Case Presentation: A 73-year-old female with hypertension, chronic kidney disease (CKD), hyperlipidemia, type 2 diabetes, obesity, and hiatal hernia presented with 2 days of acute onset epigastric pain with associated nausea, non-bloody non-bilious vomiting, diarrhea, dysphagia, odynophagia, and inability to tolerate oral intake. She described the pain as constant and progressive. Her history included a 60 pack-year smoking history (quit 30 years ago) and no alcohol or drug use. Medications included insulin, apixaban, rosuvastatin, glipizide, semaglutide, and losartan.She was afebrile with normal vitals. Labs showed hyperglycemia (330 mg/dL), elevated creatinine (1.1 mg/dL, baseline ~1.2 mg/dL), transaminitis (AST 141 U/L, ALT 88 U/L), alkaline phosphatase (126 U/L), and lactate (1.9 mmol/L). Complete blood count, comprehensive metabolic panel, lipase, troponin, Clostridium difficile toxin, and gastrointestinal (GI) pathogen panel were unremarkable. CT abdomen/pelvis showed no acute pathology. She was admitted for supportive care. On hospital day 5, she developed melena with a hemoglobin drop (14 g/dL to 11 g/dL) and leukocytosis (12 x 109/L). Apixaban was held and IV pantoprazole started. EGD revealed 16 cm of circumferential necrotic esophagitis in the middle and lower third of the esophagus (Figure 1). Histology showed detached ulcer exudate and fibromuscular tissue with acute/chronic inflammation and focal granulation tissue. She was diagnosed with acute esophageal necrosis (AEN) and discharged on pantoprazole. Follow-up EGD one month later showed diffuse mucosal sloughing consistent with healing ischemic esophagitis. With persistent dysphagia and odynophagia, a subsequent repeat EGD one month later showed benign-appearing severe stenosis in the middle and lower esophagus. A gastric tube was placed for diversion and healing. The cause of her AEN remained unclear.

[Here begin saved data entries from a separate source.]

//! Integration tests exercising the client against a throwaway HTTP server.

use std::sync::Arc;
use std::time::Duration;

use axum::http::{HeaderMap, StatusCode};
use axum::routing::get;
use axum::{Json, Router};
use serde_json::{json, Value};
use tokio::net::TcpListener;

use rolloff_tracker::client::{FallbackPolicy, TrackerClient, TrackerClientBuilder};
use rolloff_tracker::errors::TrackerError;
use rolloff_tracker::models::{Device, DeviceCategory, DeviceStatus};
use rolloff_tracker::poller::Poller;
use rolloff_tracker::store::{MemoryConfigStore, ServerConfig};

const TEST_LATENCY: Duration = Duration::from_millis(5);

/// Serve `app` on an ephemeral port, returning its base URL.
async fn serve(app: Router) -> String {
    let listener = TcpListener::bind("127.0.0.1:0").await.unwrap();
    let addr = listener.local_addr().unwrap();
    tokio::spawn(async move {
        axum::serve(listener, app).await.unwrap();
    });
    format!("http://{}", addr)
}

/// A URL on which nothing listens, so connections are refused.
async fn refused_url() -> String {
    let listener = TcpListener::bind("127.0.0.1:0").await.unwrap();
    let addr = listener.local_addr().unwrap();
    drop(listener);
    format!("http://{}", addr)
}

fn client_for(url: &str, policy: FallbackPolicy) -> TrackerClient {
    let store = Arc::new(MemoryConfigStore::with_config(ServerConfig {
        url: url.to_string(),
        username: "admin".to_string(),
        password: "secret".to_string(),
    }));
    TrackerClientBuilder::new(store)
        .fallback(policy)
        .simulated_latency(TEST_LATENCY)
        .build()
        .unwrap()
}

fn remote_devices_body() -> Value {
    json!([{"id": 9, "name": "X", "status": "online", "category": "truck"}])
}

fn happy_router() -> Router {
    Router::new()
        .route("/api/devices", get(|| async { Json(remote_devices_body()) }))
        .route(
            "/api/positions",
            get(|| async {
                Json(json!([{
                    "deviceId": 9,
                    "lat": 42.35,
                    "lon": -71.06,
                    "address": "1 Depot Way, Boston, MA",
                    "speed": 18.5,
                    "lastUpdate": "2025-06-14T09:30:00Z"
                }]))
            }),
        )
}

fn failing_router() -> Router {
    Router::new()
        .route(
            "/api/devices",
            get(|| async { StatusCode::INTERNAL_SERVER_ERROR }),
        )
        .route(
            "/api/positions",
            get(|| async { StatusCode::INTERNAL_SERVER_ERROR }),
        )
}

fn guarded_router() -> Router {
    Router::new().route(
        "/api/devices",
        get(|headers: HeaderMap| async move {
            match headers.get("authorization").and_then(|v| v.to_str().ok()) {
                Some("Basic YWRtaW46c2VjcmV0") => Ok(Json(remote_devices_body())),
                _ => Err(StatusCode::UNAUTHORIZED),
            }
        }),
    )
}

#[tokio::test]
async fn remote_devices_pass_through_unmodified() {
    let url = serve(happy_router()).await;
    let client = client_for(&url, FallbackPolicy::Never);

    let devices = client.devices().await.unwrap();

    assert_eq!(
        devices,
        vec![Device {
            id: 9,
            name: "X".to_string(),
            status: DeviceStatus::Online,
            category: DeviceCategory::Truck,
        }]
    );
    assert_eq!(
        serde_json::to_value(&devices).unwrap(),
        remote_devices_body()
    );
}

#[tokio::test]
async fn remote_positions_parse() {
    let url = serve(happy_router()).await;
    let client = client_for(&url, FallbackPolicy::Never);

    let positions = client.positions().await.unwrap();

    assert_eq!(positions.len(), 1);
    assert_eq!(positions[0].device_id, 9);
    assert_eq!(positions[0].speed, 18.5);
    assert!(positions[0].is_moving());
}

#[tokio::test]
async fn trailing_slash_in_base_url_is_tolerated() {
    let url = serve(happy_router()).await;
    let client = client_for(&format!("{}/", url), FallbackPolicy::Never);

    let devices = client.devices().await.unwrap();

    assert_eq!(devices.len(), 1);
}

#[tokio::test]
async fn basic_credentials_reach_the_wire() {
    let url = serve(guarded_router()).await;
    let client = client_for(&url, FallbackPolicy::Never);

    let devices = client.devices().await.unwrap();

    assert_eq!(devices.len(), 1);
}

#[tokio::test]
async fn wrong_credentials_surface_as_status_error() {
    let url = serve(guarded_router()).await;
    let store = Arc::new(MemoryConfigStore::with_config(ServerConfig {
        url,
        username: "admin".to_string(),
        password: "wrong".to_string(),
    }));
    let client = TrackerClientBuilder::new(store)
        .fallback(FallbackPolicy::Never)
        .build()
        .unwrap();

    let result = client.devices().await;

    assert!(matches!(
        result,
        Err(TrackerError::UnexpectedStatus { status: 401 })
    ));
}

#[tokio::test]
async fn server_error_degrades_to_synthetic_data() {
    let url = serve(failing_router()).await;
    let client = client_for(&url, FallbackPolicy::Always);

    let devices = client.devices().await.unwrap();
    let positions = client.positions().await.unwrap();

    let ids: Vec<i64> = devices.iter().map(|d| d.id).collect();
    assert_eq!(ids, vec![1, 2, 3, 4, 5]);
    assert_eq!(positions.len(), 5);
    assert_eq!(positions[3].speed, 45.0);
}

#[tokio::test]
async fn server_error_propagates_under_never() {
    let url = serve(failing_router()).await;
    let client = client_for(&url, FallbackPolicy::Never);

    let result = client.devices().await;

    assert!(matches!(
        result,
        Err(TrackerError::UnexpectedStatus { status: 500 })
    ));
}

#[tokio::test]
async fn server_error_propagates_under_on_network_error() {
    let url = serve(failing_router()).await;
    let client = client_for(&url, FallbackPolicy::OnNetworkError);

    let result = client.devices().await;

    assert!(matches!(
        result,
        Err(TrackerError::UnexpectedStatus { status: 500 })
    ));
}

#[tokio::test]
async fn refused_connection_degrades_to_synthetic_data() {
    let url = refused_url().await;
    let client = client_for(&url, FallbackPolicy::Always);

    let devices = client.devices().await.unwrap();
    let positions = client.positions().await.unwrap();

    assert_eq!(devices.len(), 5);
    assert_eq!(positions.len(), 5);
}

#[tokio::test]
async fn refused_connection_counts_as_network_error() {
    let url = refused_url().await;

    let lenient = client_for(&url, FallbackPolicy::OnNetworkError);
    assert_eq!(lenient.devices().await.unwrap().len(), 5);

    let strict = client_for(&url, FallbackPolicy::Never);
    let result = strict.devices().await;
    assert!(matches!(result, Err(TrackerError::HttpError(_))));
}

#[tokio::test]
async fn malformed_body_degrades_only_under_always() {
    let app = Router::new().route("/api/devices", get(|| async { "not json" }));
    let url = serve(app).await;

    let lenient = client_for(&url, FallbackPolicy::Always);
    assert_eq!(lenient.devices().await.unwrap().len(), 5);

    let strict = client_for(&url, FallbackPolicy::OnNetworkError);
    assert!(strict.devices().await.is_err());
}

#[tokio::test]
async fn poller_publishes_remote_snapshots_until_shutdown() {
    let url = serve(happy_router()).await;
    let client = Arc::new(client_for(&url, FallbackPolicy::Never));

    let poller = Poller::start(client, Duration::from_secs(60));
    let mut rx = poller.subscribe();

    tokio::time::timeout(Duration::from_secs(5), rx.wait_for(|s| s.is_some()))
        .await
        .unwrap()
        .unwrap();

    let snapshot = rx.borrow().clone().unwrap();
    assert_eq!(snapshot.device_label(9), "X");
    assert_eq!(snapshot.device_label(1234), "Unknown Device");

    poller.shutdown().await;

    tokio::time::timeout(Duration::from_secs(5), async {
        while rx.changed().await.is_ok() {}
    })
    .await
    .unwrap();
}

Discussion: AEN, or black esophagus, is a rare condition (prevalence of 0.01-0.02% of EGDs) defined by circumferential black mucosal discoloration of the distal esophagus with sharp demarcation at the gastroesophageal junction.(1-4) Pathogenesis is multifactorial, involving ischemia, impaired mucosal defenses, and corrosive injury from gastric reflux.(1, 3, 5, 6) Risk factors include advanced age, male sex, cardiovascular disease, diabetes, CKD, alcohol use, malnutrition, hypoalbuminemia, thromboembolic disease, malignancy, and hemodynamic compromise.(1-3, 6, 7) Typical symptoms are hematemesis, melena, epigastric pain, vomiting, and dysphagia.(1-3) Labs may show anemia and leukocytosis.(1) Diagnosis is made via EGD with the classic appearance as described. Histology may show mucosal/submucosal necrosis, thrombi, and pigment deposition, but biopsy is not required.(1, 4, 5) Management is supportive: IV fluids, hemodynamic stabilization, NPO status, and IV proton pump inhibitors.(1, 3, 4, 7, 8) Treating underlying causes is essential. Complications include perforation, mediastinitis, and strictures.(1, 3) Mortality is high (30–50%), usually due to comorbid conditions.(2-4)
Conclusions: Although rare, AEN should be considered in patients with upper GI bleeding and abdominal pain, especially those with known risk factors. Prompt recognition is essential to guide treatment and prevent serious complications.